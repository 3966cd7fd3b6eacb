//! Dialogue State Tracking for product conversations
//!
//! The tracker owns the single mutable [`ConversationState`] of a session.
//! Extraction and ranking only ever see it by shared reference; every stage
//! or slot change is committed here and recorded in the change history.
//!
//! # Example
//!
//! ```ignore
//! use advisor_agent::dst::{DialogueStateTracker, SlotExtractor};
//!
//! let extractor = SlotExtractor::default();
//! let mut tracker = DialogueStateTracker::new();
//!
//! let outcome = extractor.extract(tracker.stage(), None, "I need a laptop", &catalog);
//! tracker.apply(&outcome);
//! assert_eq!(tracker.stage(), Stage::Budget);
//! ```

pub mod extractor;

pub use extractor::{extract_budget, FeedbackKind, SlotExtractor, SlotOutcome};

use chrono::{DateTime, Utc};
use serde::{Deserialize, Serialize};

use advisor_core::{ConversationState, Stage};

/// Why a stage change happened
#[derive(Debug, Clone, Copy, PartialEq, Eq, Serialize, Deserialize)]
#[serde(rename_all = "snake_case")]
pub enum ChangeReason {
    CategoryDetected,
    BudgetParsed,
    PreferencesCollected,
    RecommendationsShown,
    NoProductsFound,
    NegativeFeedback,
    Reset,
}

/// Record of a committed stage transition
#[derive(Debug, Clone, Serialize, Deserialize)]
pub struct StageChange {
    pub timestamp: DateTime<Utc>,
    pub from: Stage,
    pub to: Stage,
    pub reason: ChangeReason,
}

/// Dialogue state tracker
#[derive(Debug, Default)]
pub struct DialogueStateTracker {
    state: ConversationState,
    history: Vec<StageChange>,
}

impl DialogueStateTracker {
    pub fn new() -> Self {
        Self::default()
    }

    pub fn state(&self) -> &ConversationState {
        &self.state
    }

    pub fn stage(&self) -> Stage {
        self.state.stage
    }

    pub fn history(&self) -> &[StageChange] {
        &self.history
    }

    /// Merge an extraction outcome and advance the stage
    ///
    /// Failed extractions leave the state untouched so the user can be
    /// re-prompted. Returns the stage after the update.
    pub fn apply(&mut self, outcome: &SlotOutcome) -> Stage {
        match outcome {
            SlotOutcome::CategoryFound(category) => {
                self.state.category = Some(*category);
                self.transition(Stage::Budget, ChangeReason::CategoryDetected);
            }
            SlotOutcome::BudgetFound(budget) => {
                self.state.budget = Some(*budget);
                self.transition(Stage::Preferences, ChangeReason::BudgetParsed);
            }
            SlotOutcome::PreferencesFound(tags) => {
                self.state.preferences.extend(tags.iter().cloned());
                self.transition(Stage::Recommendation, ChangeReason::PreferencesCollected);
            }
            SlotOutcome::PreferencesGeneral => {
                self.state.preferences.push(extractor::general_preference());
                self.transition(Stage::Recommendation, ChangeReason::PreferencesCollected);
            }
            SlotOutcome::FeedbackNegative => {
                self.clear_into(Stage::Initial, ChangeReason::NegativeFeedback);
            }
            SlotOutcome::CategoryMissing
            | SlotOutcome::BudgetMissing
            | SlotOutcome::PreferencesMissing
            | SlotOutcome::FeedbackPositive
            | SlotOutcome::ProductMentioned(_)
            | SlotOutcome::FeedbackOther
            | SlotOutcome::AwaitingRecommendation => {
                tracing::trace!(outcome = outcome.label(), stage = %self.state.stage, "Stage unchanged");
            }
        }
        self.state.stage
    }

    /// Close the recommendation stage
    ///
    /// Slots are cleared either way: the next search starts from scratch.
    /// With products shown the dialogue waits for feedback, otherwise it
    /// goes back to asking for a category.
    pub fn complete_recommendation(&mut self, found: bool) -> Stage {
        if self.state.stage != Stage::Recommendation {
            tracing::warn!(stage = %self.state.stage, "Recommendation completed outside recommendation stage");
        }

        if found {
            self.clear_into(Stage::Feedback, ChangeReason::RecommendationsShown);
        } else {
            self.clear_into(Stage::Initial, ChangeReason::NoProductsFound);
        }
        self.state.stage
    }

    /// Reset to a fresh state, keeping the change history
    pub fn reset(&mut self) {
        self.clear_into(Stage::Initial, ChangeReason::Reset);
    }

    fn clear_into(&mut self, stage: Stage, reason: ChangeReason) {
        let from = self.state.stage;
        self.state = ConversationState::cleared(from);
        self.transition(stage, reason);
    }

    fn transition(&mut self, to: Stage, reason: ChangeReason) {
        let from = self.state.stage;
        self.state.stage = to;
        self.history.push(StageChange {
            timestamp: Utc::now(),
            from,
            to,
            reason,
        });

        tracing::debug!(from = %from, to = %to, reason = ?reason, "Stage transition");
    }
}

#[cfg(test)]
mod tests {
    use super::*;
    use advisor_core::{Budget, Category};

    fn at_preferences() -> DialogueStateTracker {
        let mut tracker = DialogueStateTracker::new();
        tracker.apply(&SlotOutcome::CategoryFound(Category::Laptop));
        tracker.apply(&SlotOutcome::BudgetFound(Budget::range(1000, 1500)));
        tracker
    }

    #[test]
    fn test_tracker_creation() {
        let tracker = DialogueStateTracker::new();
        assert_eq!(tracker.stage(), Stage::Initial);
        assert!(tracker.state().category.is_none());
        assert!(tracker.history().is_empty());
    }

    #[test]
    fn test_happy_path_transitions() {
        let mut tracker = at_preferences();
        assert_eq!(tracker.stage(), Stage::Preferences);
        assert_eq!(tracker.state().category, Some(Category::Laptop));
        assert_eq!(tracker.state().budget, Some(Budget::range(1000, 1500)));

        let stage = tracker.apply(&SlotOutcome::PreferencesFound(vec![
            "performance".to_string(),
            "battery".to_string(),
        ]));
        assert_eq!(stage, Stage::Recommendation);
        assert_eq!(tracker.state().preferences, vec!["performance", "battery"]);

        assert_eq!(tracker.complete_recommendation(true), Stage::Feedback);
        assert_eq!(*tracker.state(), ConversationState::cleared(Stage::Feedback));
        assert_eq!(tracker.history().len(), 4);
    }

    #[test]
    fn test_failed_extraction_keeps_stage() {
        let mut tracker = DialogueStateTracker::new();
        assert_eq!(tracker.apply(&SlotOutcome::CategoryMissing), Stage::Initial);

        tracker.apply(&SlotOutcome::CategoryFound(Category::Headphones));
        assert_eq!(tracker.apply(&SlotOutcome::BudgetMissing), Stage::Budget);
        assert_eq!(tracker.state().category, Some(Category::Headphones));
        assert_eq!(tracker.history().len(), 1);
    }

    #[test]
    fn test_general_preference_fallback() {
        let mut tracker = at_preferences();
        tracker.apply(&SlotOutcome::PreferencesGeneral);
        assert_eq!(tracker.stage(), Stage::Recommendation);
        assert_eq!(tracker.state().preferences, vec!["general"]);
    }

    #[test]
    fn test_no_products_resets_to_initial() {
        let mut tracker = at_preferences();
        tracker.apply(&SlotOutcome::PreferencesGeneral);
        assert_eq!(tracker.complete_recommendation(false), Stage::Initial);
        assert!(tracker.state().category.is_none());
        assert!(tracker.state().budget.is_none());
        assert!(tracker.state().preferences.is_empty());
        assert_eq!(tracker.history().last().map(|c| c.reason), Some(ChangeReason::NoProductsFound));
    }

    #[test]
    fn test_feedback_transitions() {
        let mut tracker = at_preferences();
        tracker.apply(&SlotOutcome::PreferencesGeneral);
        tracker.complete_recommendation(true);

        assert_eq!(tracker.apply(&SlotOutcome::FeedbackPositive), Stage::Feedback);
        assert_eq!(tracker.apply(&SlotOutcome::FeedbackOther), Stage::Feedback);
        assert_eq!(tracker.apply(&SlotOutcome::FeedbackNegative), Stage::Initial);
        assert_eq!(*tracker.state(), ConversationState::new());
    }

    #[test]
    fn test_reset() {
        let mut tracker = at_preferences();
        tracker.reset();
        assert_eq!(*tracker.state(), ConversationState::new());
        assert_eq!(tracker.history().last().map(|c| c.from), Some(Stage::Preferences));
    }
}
...
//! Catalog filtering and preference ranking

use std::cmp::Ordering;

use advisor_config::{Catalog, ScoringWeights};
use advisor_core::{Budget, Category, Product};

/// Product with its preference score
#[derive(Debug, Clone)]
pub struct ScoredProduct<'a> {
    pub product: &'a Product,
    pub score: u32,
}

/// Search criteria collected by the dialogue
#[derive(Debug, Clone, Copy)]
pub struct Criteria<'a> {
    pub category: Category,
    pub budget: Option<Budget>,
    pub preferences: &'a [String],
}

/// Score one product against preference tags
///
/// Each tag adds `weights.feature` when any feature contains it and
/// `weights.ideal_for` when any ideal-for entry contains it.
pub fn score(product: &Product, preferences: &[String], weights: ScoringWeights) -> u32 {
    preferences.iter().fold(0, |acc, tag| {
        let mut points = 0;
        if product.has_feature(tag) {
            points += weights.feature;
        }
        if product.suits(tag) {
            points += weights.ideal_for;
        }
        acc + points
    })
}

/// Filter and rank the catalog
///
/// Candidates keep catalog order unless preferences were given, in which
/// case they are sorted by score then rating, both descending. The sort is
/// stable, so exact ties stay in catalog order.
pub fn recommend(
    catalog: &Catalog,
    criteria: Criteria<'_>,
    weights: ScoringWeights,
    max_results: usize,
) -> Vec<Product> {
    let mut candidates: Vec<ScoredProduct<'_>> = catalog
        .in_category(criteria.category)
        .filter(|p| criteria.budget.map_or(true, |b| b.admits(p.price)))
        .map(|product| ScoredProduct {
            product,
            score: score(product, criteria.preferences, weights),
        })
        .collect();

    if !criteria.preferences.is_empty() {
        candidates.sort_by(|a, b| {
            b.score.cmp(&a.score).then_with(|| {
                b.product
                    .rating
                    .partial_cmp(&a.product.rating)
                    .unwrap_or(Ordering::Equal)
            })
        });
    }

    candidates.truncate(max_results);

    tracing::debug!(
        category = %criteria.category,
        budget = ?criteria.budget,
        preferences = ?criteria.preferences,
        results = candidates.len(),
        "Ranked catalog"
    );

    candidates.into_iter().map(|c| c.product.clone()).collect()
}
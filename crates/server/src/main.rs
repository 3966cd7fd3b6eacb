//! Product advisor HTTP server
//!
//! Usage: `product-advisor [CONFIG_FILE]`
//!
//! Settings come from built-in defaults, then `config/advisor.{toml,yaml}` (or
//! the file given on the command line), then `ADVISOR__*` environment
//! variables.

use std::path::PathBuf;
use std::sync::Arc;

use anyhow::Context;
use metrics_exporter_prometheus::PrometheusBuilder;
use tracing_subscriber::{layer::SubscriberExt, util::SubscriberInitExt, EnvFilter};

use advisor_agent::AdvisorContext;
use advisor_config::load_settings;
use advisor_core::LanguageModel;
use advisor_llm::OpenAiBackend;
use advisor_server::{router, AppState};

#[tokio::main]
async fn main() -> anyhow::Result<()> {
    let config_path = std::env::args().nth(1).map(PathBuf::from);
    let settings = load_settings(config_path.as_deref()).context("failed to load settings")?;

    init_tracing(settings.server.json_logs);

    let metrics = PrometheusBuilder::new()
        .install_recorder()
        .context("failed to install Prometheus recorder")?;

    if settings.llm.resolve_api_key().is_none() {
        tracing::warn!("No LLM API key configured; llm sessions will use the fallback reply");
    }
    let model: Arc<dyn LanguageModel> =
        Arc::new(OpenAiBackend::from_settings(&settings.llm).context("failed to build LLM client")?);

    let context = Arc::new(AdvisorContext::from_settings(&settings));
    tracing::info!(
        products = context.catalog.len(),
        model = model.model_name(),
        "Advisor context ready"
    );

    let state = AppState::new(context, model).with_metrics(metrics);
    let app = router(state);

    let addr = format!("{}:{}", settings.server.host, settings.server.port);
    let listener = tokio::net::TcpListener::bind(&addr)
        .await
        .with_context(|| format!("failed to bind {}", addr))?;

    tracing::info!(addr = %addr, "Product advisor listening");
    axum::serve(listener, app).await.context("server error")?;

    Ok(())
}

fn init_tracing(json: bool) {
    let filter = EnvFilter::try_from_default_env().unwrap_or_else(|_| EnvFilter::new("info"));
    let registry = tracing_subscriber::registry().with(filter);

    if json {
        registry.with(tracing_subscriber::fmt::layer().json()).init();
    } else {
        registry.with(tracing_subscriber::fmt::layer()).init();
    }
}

**Directions**
Provide the count of lines in the data above containing "cleared", and nothing further.

**Expected output**
3